Protein language models started by experimenting with architectures and setups very similar to NLP. In doing so, they found that many of the insights from NLP largely replicated. Larger models perform better on language modeling and on downstream tasks (discussed more in the Scaling post) and seq2seq models (of the T5 flavor) work especially well. As the field’s matured, researchers have also explored more protein-specific setups such as Family-based retrieval, which for now seems to work better than single-sequence models. While at a more nascent stage, going forward it’ll be interesting to see whether Sequence/structure models also start showing better parameter-for-parameter performance and whether even more multimodal models show interesting capabilities or performance.

Appendix #

Other modeling decisions #

Context windows #

While context length limitations are not as acute for proteins as for language or genomes, extending models’ context windows may also provide a benefit for proteins. While a 2k context is large enough for most proteins, it precludes modeling the sequences of the longest proteins such as Titin (33k residues), complexes, and certain viral assemblies (such as Adenovirus) together. Some papers such as Ankh use relative positional embeddings, which allow models to handle longer proteins than appeared in their training dataset, but I haven’t seen rigorous evaluations of how well these models can actually deal with longer lengths. Longer context windows via improvements such as FlashAttention or entirely new architectures like Hyena’s could also enable naive implementations of models like the MSA Transformer that use sets of sequences as inputs.
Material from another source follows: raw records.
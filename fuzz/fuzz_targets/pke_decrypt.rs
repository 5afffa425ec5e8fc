//! Fuzz target for authenticated PKE decryption
//!
//! Entropy for every new epoch arrives as a PKE ciphertext chosen by the
//! server, so decryption is the main attacker-reachable parser.
//!
//! # Strategy
//!
//! - Raw: arbitrary bytes decrypted under arbitrary keys and psk
//! - Tampered: a valid ciphertext with one byte flipped
//! - Wrong context: a valid ciphertext opened with a different psk or aad
//!
//! # Invariants
//!
//! - NEVER panic on malformed input
//! - A modified ciphertext never opens to a different plaintext. Only the
//!   ephemeral key's Edwards sign bit may flip and still open, since the
//!   subkey binds its Montgomery form
//! - A modified context never decrypts
//! - An untouched ciphertext always decrypts to the original plaintext

#![no_main]

use arbitrary::Arbitrary;
use labyrinth_crypto::{PrivateKey, pke};
use libfuzzer_sys::fuzz_target;

#[derive(Debug, Arbitrary)]
enum PkeInput {
    Raw { recipient_seed: [u8; 32], sender_seed: [u8; 32], psk: Vec<u8>, aad: Vec<u8>, ciphertext: Vec<u8> },
    Tampered { seeds: Seeds, plaintext: Vec<u8>, position: usize, mask: u8 },
    WrongContext { seeds: Seeds, plaintext: Vec<u8>, other_psk: [u8; 32], other_aad: Vec<u8> },
}

#[derive(Debug, Arbitrary)]
struct Seeds {
    recipient: [u8; 32],
    sender: [u8; 32],
    ephemeral: [u8; 32],
    psk: [u8; 32],
    aad: Vec<u8>,
}

fn seal(seeds: &Seeds, plaintext: &[u8]) -> (PrivateKey, PrivateKey, Vec<u8>) {
    let recipient = PrivateKey::from_seed(&seeds.recipient);
    let sender = PrivateKey::from_seed(&seeds.sender);
    let ciphertext = pke::encrypt(
        &recipient.public_key(),
        &sender,
        &seeds.psk,
        &seeds.aad,
        plaintext,
        &seeds.ephemeral,
    )
    .expect("32-byte psk always encrypts");
    (recipient, sender, ciphertext)
}

fuzz_target!(|input: PkeInput| {
    match input {
        PkeInput::Raw { recipient_seed, sender_seed, psk, aad, ciphertext } => {
            let recipient = PrivateKey::from_seed(&recipient_seed);
            let sender = PrivateKey::from_seed(&sender_seed).public_key();
            let _ = pke::decrypt(&recipient, &sender, &psk, &aad, &ciphertext);
        },

        PkeInput::Tampered { seeds, plaintext, position, mask } => {
            let (recipient, sender, mut ciphertext) = seal(&seeds, &plaintext);
            let sender = sender.public_key();

            let opened = pke::decrypt(&recipient, &sender, &seeds.psk, &seeds.aad, &ciphertext)
                .expect("untouched ciphertext decrypts");
            assert_eq!(opened, plaintext);

            if mask == 0 {
                return;
            }
            let index = position % ciphertext.len();
            ciphertext[index] ^= mask;
            let sign_bit_only = index == pke::HEADER_LENGTH - 1 && mask == 0x80;
            if let Ok(reopened) = pke::decrypt(&recipient, &sender, &seeds.psk, &seeds.aad, &ciphertext) {
                assert!(sign_bit_only, "flipped byte {index} still decrypted");
                assert_eq!(reopened, plaintext);
            }
        },

        PkeInput::WrongContext { seeds, plaintext, other_psk, other_aad } => {
            let (recipient, sender, ciphertext) = seal(&seeds, &plaintext);
            let sender = sender.public_key();

            if other_psk != seeds.psk {
                assert!(pke::decrypt(&recipient, &sender, &other_psk, &seeds.aad, &ciphertext).is_err());
            }
            if other_aad != seeds.aad {
                assert!(pke::decrypt(&recipient, &sender, &seeds.psk, &other_aad, &ciphertext).is_err());
            }
        },
    }
});
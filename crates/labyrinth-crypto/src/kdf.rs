//! Key derivation using HKDF-SHA256 (extract-then-expand)

use hkdf::Hkdf;
use sha2::Sha256;

use crate::CryptoError;

/// Default derived key length (SHA-256 output size)
pub const KEY_LENGTH: usize = 32;

/// Derive a single key of `length` bytes.
///
/// A `salt` of `None` is equivalent to a zero-filled salt of hash length.
pub fn kdf_one_key(
    ikm: &[u8],
    salt: Option<&[u8]>,
    info: &[u8],
    length: usize,
) -> Result<Vec<u8>, CryptoError> {
    let hkdf = Hkdf::<Sha256>::new(salt, ikm);

    let mut okm = vec![0u8; length];
    hkdf.expand(info, &mut okm).map_err(|_| CryptoError::InvalidOutputLength { requested: length })?;
    Ok(okm)
}

/// Derive a 32-byte key.
///
/// Convenience wrapper over [`kdf_one_key`] for the default length, which
/// can never exceed the HKDF output limit.
pub fn kdf_key(ikm: &[u8], salt: Option<&[u8]>, info: &[u8]) -> [u8; KEY_LENGTH] {
    let hkdf = Hkdf::<Sha256>::new(salt, ikm);

    let mut okm = [0u8; KEY_LENGTH];
    let Ok(()) = hkdf.expand(info, &mut okm) else {
        unreachable!("32 bytes is a valid HKDF-SHA256 output length");
    };
    okm
}

/// Derive two keys from ONE expand call of `first_length + second_length`
/// bytes, split at `first_length`.
///
/// The result is NOT the same as two independent [`kdf_one_key`] calls, and
/// callers must not substitute one for the other: the first key is a prefix
/// of the single-key output of combined length.
pub fn kdf_two_keys(
    ikm: &[u8],
    salt: Option<&[u8]>,
    info: &[u8],
    first_length: usize,
    second_length: usize,
) -> Result<(Vec<u8>, Vec<u8>), CryptoError> {
    let mut full = kdf_one_key(ikm, salt, info, first_length + second_length)?;
    let second = full.split_off(first_length);
    Ok((full, second))
}

#[cfg(test)]
mod tests {
    use super::*;

    #[test]
    fn derive_is_deterministic() {
        let a = kdf_one_key(b"ikm", None, b"info", 32).unwrap();
        let b = kdf_one_key(b"ikm", None, b"info", 32).unwrap();
        assert_eq!(a, b);
    }

    #[test]
    fn kdf_key_matches_kdf_one_key() {
        let fixed = kdf_key(b"ikm", Some(b"salt"), b"info");
        let dynamic = kdf_one_key(b"ikm", Some(b"salt"), b"info", KEY_LENGTH).unwrap();
        assert_eq!(fixed.as_slice(), dynamic.as_slice());
    }

    #[test]
    fn absent_salt_equals_zero_salt() {
        let none = kdf_key(b"ikm", None, b"info");
        let zeros = kdf_key(b"ikm", Some(&[0u8; 32]), b"info");
        assert_eq!(none, zeros);
    }

    #[test]
    fn different_info_produces_different_keys() {
        let a = kdf_key(b"ikm", None, b"epoch_devices_0");
        let b = kdf_key(b"ikm", None, b"epoch_devices_1");
        assert_ne!(a, b);
    }

    #[test]
    fn two_keys_is_split_of_single_expand() {
        let (first, second) = kdf_two_keys(b"ikm", None, b"info", 16, 32).unwrap();
        let full = kdf_one_key(b"ikm", None, b"info", 48).unwrap();

        assert_eq!(first.len(), 16);
        assert_eq!(second.len(), 32);
        assert_eq!(first.as_slice(), &full[..16]);
        assert_eq!(second.as_slice(), &full[16..]);
    }

    #[test]
    fn two_keys_differs_from_independent_calls() {
        let (_, second) = kdf_two_keys(b"ikm", None, b"info", 32, 32).unwrap();
        let independent = kdf_key(b"ikm", None, b"info");
        assert_ne!(second.as_slice(), independent.as_slice());
    }

    #[test]
    fn oversized_output_is_rejected() {
        let result = kdf_one_key(b"ikm", None, b"info", 255 * 32 + 1);
        assert_eq!(result, Err(CryptoError::InvalidOutputLength { requested: 255 * 32 + 1 }));
    }
}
Tokenization & embeddings #

Given the ease of using existing frameworks like Huggingface’s for training, some papers (Progen2) analogize amino acids to letters and tokenize them using Byte Pair Encodings (BPEs). Others (both the RITA and ESM models for example) instead embed amino acids directly, giving them an embedding alphabet size of 20. In favor of this, the RITA authors argue that the analogy between amino acids and language fails here (and I agree). The analogy fails because proteins lack a concept of words, which provide natural boundaries for common tokenizations. Tokenizing by amino acid also makes assessing biochemical understanding easier, because we can directly evaluate how well embeddings encode known biochemical properties of each amino acid. Given this, I currently expect that tokenizing each amino acid individually will become standard, but we’ll see.

Existing PLMs use positional embedding setups drawn from NLP such as relative positional embeddings. However, this seems like an area where PLMs might benefit from more protein-specific encodings that, for example, map to structural position rather than just sequence position.